Monday 25 September 2017

Hidden dangers of funding your retirement through property

A bricks-and-mortar investment could make up for lost earnings but relying on it solely could cost you your pension

'Like any investment, it is never wise to have all your eggs in one basket' (stock image)
'Like any investment, it is never wise to have all your eggs in one basket' (stock image)
Louise McBride

Louise McBride

Lining up property to provide for your retirement might seem like a clever idea - particularly given the recent recovery in the market and the steep rent being pocketed by many of today's landlords. For many people, a bricks-and-mortar investment is easier to understand than the vagaries of the stock market and this can sometimes increase the appeal of property as an investment.

However, any decision to line up property to finance your retirement should be not be taken lightly. If your property investment were to go wrong, it could ultimately cost you your pension.

Direct ownership

Should you already personally own - or be in a position to buy - a second property, you could earn rental income from it in your retirement (as long as you can secure tenants) - or you could sell it when you reach retirement age, and use the sale proceeds to fund your pension.

However, there are a number of problems that you could run into. "If you're planning to sell a second property in retirement and to use the sale proceeds for your pension, you could get caught," said Jerry Moriarty, chief executive of the Irish Association of Pension Funds (IAPF). "For a lot of people, a pension is about having assets in retirement which they can realise the value of. However, you could find yourself in the middle of a property slump when you retire."

You could struggle to sell your property as a result - or you might secure a lower sale price for it than you had hoped. This could see you being less well off in your retirement than you expected. Timing is important with property so the inverse is also true: retire in the middle of a property upturn and you may sell your property for a lot more than expected. Remember, as your second property isn't your principal private residence, you must typically pay Capital Gains Tax (CGT) at 33pc on any profits you make from the sale of that property (though you can deduct certain costs from those profits when calculating your tax bill).

Rental income

The rental income earned from a second property in retirement could replicate some (or all - if you're earning a lot of rent) of the income you previously made in work.

However, you will have responsibilities as a landlord and maintaining a rented property can be costly and time-consuming. There could also be times when you struggle to secure tenants or when the property must be vacant to allow for renovations - and so you will be without rental income on those occasions. Should your property be located in an area where rental demand is poor, you could find it hard to secure tenants at all.

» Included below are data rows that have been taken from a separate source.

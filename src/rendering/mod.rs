//! レンダリングシステムモジュール
//!
//! Canvas 2Dへの描画を担当します。カメラとパーティクルはブラウザAPIに依存しない
//! サブモジュールに分けてあり、`Renderer`はそれらを読み取って描画するだけです。

pub mod camera;
pub mod particles;

pub use camera::CameraController;
pub use particles::{Particle, ParticleLayer, ParticleTemplate};

use wasm_bindgen::JsCast;
use web_sys::{CanvasRenderingContext2d, HtmlCanvasElement, HtmlElement};

use crate::config::GameConfig;
use crate::error::GameError;
use crate::game::session::GameSession;
use crate::utils::math::Vec2;

/// 軌跡の線のスタイル
const TRACE_STROKE: &str = "rgba(255, 255, 255, 0.3)";
const TRACE_LINE_WIDTH: f64 = 16.0;

/// ワールド境界線の色
const BORDER_STROKE: &str = "rgba(255, 255, 255, 0.4)";

/// 名前ラベルのプレイヤー中心からのオフセット
const NAME_OFFSET_Y: f64 = 60.0;

/// レンダラー構造体
///
/// キャンバスとコンテキスト、カメラを管理します。
pub struct Renderer {
    canvas: HtmlCanvasElement,
    context: CanvasRenderingContext2d,
    camera: CameraController,
    /// カメラのオフセットをCSSで適用する要素（ゾーン表示など）
    overlay: Option<HtmlElement>,
}

impl Renderer {
    /// 新しいレンダラーを作成
    pub fn new(canvas_id: &str, config: &GameConfig) -> Result<Renderer, GameError> {
        let document = web_sys::window()
            .ok_or_else(|| GameError::Js("windowが取得できません".to_string()))?
            .document()
            .ok_or_else(|| GameError::Js("documentが取得できません".to_string()))?;

        let canvas = document
            .get_element_by_id(canvas_id)
            .ok_or_else(|| GameError::Js(format!("キャンバス要素 {} が見つかりません", canvas_id)))?
            .dyn_into::<HtmlCanvasElement>()
            .map_err(|_| GameError::Js(format!("{} はキャンバス要素ではありません", canvas_id)))?;

        let context = canvas
            .get_context("2d")?
            .ok_or_else(|| GameError::Js("2Dコンテキストが取得できません".to_string()))?
            .dyn_into::<CanvasRenderingContext2d>()
            .map_err(|_| GameError::Js("2Dコンテキストの型が不正です".to_string()))?;

        canvas.set_width(config.viewport_width as u32);
        canvas.set_height(config.viewport_height as u32);

        let (cx, cy) = config.world_center();
        let camera = CameraController::new(Vec2::new(cx, cy), config.viewport_width, config.viewport_height);

        log::info!("レンダラー初期化: {} ({}x{})", canvas_id, canvas.width(), canvas.height());

        Ok(Renderer {
            canvas,
            context,
            camera,
            overlay: None,
        })
    }

    /// カメラのオフセットを適用する要素を設定
    pub fn attach_overlay(&mut self, element_id: &str) -> Result<(), GameError> {
        let element = web_sys::window()
            .and_then(|window| window.document())
            .and_then(|document| document.get_element_by_id(element_id))
            .ok_or_else(|| GameError::Js(format!("要素 {} が見つかりません", element_id)))?
            .dyn_into::<HtmlElement>()
            .map_err(|_| GameError::Js(format!("{} はHTML要素ではありません", element_id)))?;
        self.overlay = Some(element);
        Ok(())
    }

    pub fn camera(&self) -> &CameraController {
        &self.camera
    }

    pub fn camera_mut(&mut self) -> &mut CameraController {
        &mut self.camera
    }

    /// カメラを1フレーム進め、必要ならオーバーレイに反映
    pub fn update_camera(&mut self) -> Result<(), GameError> {
        if let Some(position) = self.camera.update() {
            if let Some(overlay) = &self.overlay {
                overlay
                    .style()
                    .set_property("transform", &format!("translate({}px, {}px)", -position.x, -position.y))?;
            }
        }
        Ok(())
    }

    /// キャンバスのサイズを設定（ウィンドウのリサイズ時）
    pub fn resize(&mut self, width: f64, height: f64) {
        self.canvas.set_width(width as u32);
        self.canvas.set_height(height as u32);
        self.camera.set_viewport(width, height);
    }

    /// キャンバスのサイズを取得
    pub fn size(&self) -> (f64, f64) {
        (self.canvas.width() as f64, self.canvas.height() as f64)
    }

    /// キャンバスをクリア
    pub fn clear(&self) {
        let (width, height) = self.size();
        self.context.clear_rect(0.0, 0.0, width, height);
    }

    /// セッションの状態を描画
    ///
    /// 描画順は 境界 → 軌跡 → パーティクル → リモートプレイヤー → ローカルプレイヤー です。
    pub fn render(&mut self, session: &GameSession, now_ms: f64) -> Result<(), GameError> {
        if let Some(position) = session.local_position() {
            self.camera.follow(position);
        }

        self.clear();
        self.draw_world_border(session.config());
        self.draw_trace(session);
        self.draw_particles(session.particles());

        let radius = session.config().player_radius;
        let registry = session.registry();
        for player in registry.remotes() {
            let position = session.display_position(player, now_ms);
            self.draw_player(position, radius, player.color.as_css(), &player.name, "12px sans-serif")?;
        }
        if let Some(local) = registry.local() {
            self.draw_player(local.position, radius, local.color.as_css(), &local.name, "bold 18px Arial")?;
        }

        Ok(())
    }

    fn draw_world_border(&self, config: &GameConfig) {
        let origin = self.camera.world_to_screen(Vec2::ZERO);
        self.context.set_stroke_style_str(BORDER_STROKE);
        self.context.set_line_width(config.world_border_width);
        self.context
            .stroke_rect(origin.x, origin.y, config.world_width, config.world_height);
    }

    fn draw_trace(&self, session: &GameSession) {
        let trace = session.trace();
        if trace.is_empty() {
            return;
        }

        self.context.save();
        self.context.set_stroke_style_str(TRACE_STROKE);
        self.context.set_line_width(TRACE_LINE_WIDTH);
        self.context.set_line_cap("round");
        self.context.set_line_join("round");
        self.context.begin_path();
        for (i, point) in trace.points().enumerate() {
            let screen = self.camera.world_to_screen(point.position);
            if i == 0 {
                self.context.move_to(screen.x, screen.y);
            } else {
                self.context.line_to(screen.x, screen.y);
            }
        }
        self.context.stroke();
        self.context.restore();
    }

    fn draw_particles(&self, particles: &ParticleLayer) {
        for particle in particles.iter() {
            let screen = self.camera.world_to_screen(particle.position);
            self.context.set_fill_style_str(particle.color);
            self.context.fill_rect(screen.x, screen.y, particle.size, particle.size);
        }
    }

    fn draw_player(&self, world: Vec2, radius: f64, color: &str, name: &str, font: &str) -> Result<(), GameError> {
        let screen = self.camera.world_to_screen(world);

        self.context.begin_path();
        self.context.set_fill_style_str(color);
        self.context.arc(screen.x, screen.y, radius, 0.0, std::f64::consts::TAU)?;
        self.context.fill();

        self.context.set_fill_style_str("white");
        self.context.set_font(font);
        self.context.set_text_align("center");
        self.context.set_text_baseline("top");
        self.context.fill_text(name, screen.x, screen.y + NAME_OFFSET_Y)?;
        Ok(())
    }
}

"Buy somewhere where you will always have a strong rental market," said Moriarty. "Make sure it's a solid investment which will provide you with a pension." Tax is another major issue as it could gobble up around half of your rental income. You typically pay tax on any profit you earn from rental income and that tax consists of your higher rate of income tax (which could be 40pc, depending on how much rental and other income you're earning in retirement) and the Universal Social Charge (USC). PRSI must typically be paid on rental income too - though you do not have to pay PRSI once you are aged 66 or over.

There are income tax exemptions for people aged 65 who earn no more than €18,000 (for a single individual) or €36,000 (for a married couple). So if the amount of rent you earn (combined with other taxable income you have) is below these limits, you should not have to pay any income tax on your rent. Furthermore, your rental income should be exempt from the USC if your total income (that is, income typically liable to the USC) is below €13,000. (Certain types of income, such as the State pension, are exempt from the USC.) There are also reduced USC rates for people aged 70 or over whose aggregate income for the year is €60,000 or less. (Aggregate income for USC purposes does not include social welfare payments, such as the State pension).

There is a big tax disadvantage to buying a property outright for the purpose of a pension. Unlike contributions into a pension scheme, you cannot claim pensions tax relief on the money.

Accidental landlord

Should you be an accidental landlord and be considering holding onto your 'accidental' property so that you can have it as a pension for your retirement, only do so if it is a good investment. (Indeed, this rule of thumb applies to anyone who owns a second property.)

"If the rental income pays the mortgage and other expenses, including tax, then it makes sense to invest in the property," said Peter Griffin, director with the Dublin pension firm, Allied Pension Trustees.

"But if the rental income doesn't cover those costs, it's a bad investment."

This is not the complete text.